» DATASET RECORDS
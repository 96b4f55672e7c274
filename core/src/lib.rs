//! Client core for browsing GitHub users, their followers and local bookmarks.
//!
//! # Overview
//! `GithubClient` builds `HttpRequest` values and parses `HttpResponse`
//! values without touching the network (host-does-IO pattern). A
//! `Transport` performs the round-trip; `UreqTransport` is the production
//! one, tests inject fakes.
//!
//! # Design
//! - Services are constructed explicitly and receive their transport as an
//!   `Arc`, so there is no process-global client or cache.
//! - `FollowerSession` drives pagination for one list screen and drops
//!   duplicate triggers while a page is loading.
//! - `BookmarkStore` serializes read-modify-write cycles on the bookmark file.
//! - `ImageCache` keeps decoded avatars, optionally bounded.
//!
//! ```no_run
//! # async fn demo() -> Result<(), Box<dyn std::error::Error>> {
//! use std::sync::Arc;
//! use ghfollowers_core::{BookmarkStore, Config, Follower, FollowerService, GithubClient, UreqTransport};
//!
//! let config = Config::from_env()?;
//! let transport = Arc::new(UreqTransport::new(config.request_timeout()));
//! let service = FollowerService::new(transport, GithubClient::from_config(&config));
//!
//! let session = service.session("octocat");
//! session.fetch_next_page().await?;
//!
//! let user = service.fetch_user("octocat").await?;
//! BookmarkStore::from_config(&config)?.add(&Follower::from(&user)).await?;
//! # Ok(())
//! # }
//! ```

pub mod bookmarks;
pub mod client;
pub mod config;
pub mod error;
pub mod followers;
pub mod http;
pub mod image_cache;
pub mod types;

pub use bookmarks::{BookmarkAction, BookmarkStore};
pub use client::GithubClient;
pub use config::Config;
pub use error::{ConfigError, NetworkError, PersistenceError};
pub use followers::{filter_followers, FollowerService, FollowerSession, PageOutcome};
pub use http::{HttpMethod, HttpRequest, HttpResponse, Transport, UreqTransport};
pub use image_cache::ImageCache;
pub use types::{Follower, User};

» BRIEF
Please take the whole listing and write it out exactly.

» YOUR SOLUTION
repository 96b4f55672e7c274
filename core/src/lib.rs
//! Client core for browsing GitHub users, their followers and local bookmarks.
//!
//! # Overview
//! `GithubClient` builds `HttpRequest` values and parses `HttpResponse`
//! values without touching the network (host-does-IO pattern). A
//! `Transport` performs the round-trip; `UreqTransport` is the production
//! one, tests inject fakes.
//!
//! # Design
//! - Services are constructed explicitly and receive their transport as an
//!   `Arc`, so there is no process-global client or cache.
//! - `FollowerSession` drives pagination for one list screen and drops
//!   duplicate triggers while a page is loading.
//! - `BookmarkStore` serializes read-modify-write cycles on the bookmark file.
//! - `ImageCache` keeps decoded avatars, optionally bounded.
//!
//! ```no_run
//! # async fn demo() -> Result<(), Box<dyn std::error::Error>> {
//! use std::sync::Arc;
//! use ghfollowers_core::{BookmarkStore, Config, Follower, FollowerService, GithubClient, UreqTransport};
//!
//! let config = Config::from_env()?;
//! let transport = Arc::new(UreqTransport::new(config.request_timeout()));
//! let service = FollowerService::new(transport, GithubClient::from_config(&config));
//!
//! let session = service.session("octocat");
//! session.fetch_next_page().await?;
//!
//! let user = service.fetch_user("octocat").await?;
//! BookmarkStore::from_config(&config)?.add(&Follower::from(&user)).await?;
//! # Ok(())
//! # }
//! ```

pub mod bookmarks;
pub mod client;
pub mod config;
pub mod error;
pub mod followers;
pub mod http;
pub mod image_cache;
pub mod types;

pub use bookmarks::{BookmarkAction, BookmarkStore};
pub use client::GithubClient;
pub use config::Config;
pub use error::{ConfigError, NetworkError, PersistenceError};
pub use followers::{filter_followers, FollowerService, FollowerSession, PageOutcome};
pub use http::{HttpMethod, HttpRequest, HttpResponse, Transport, UreqTransport};
pub use image_cache::ImageCache;
pub use types::{Follower, User};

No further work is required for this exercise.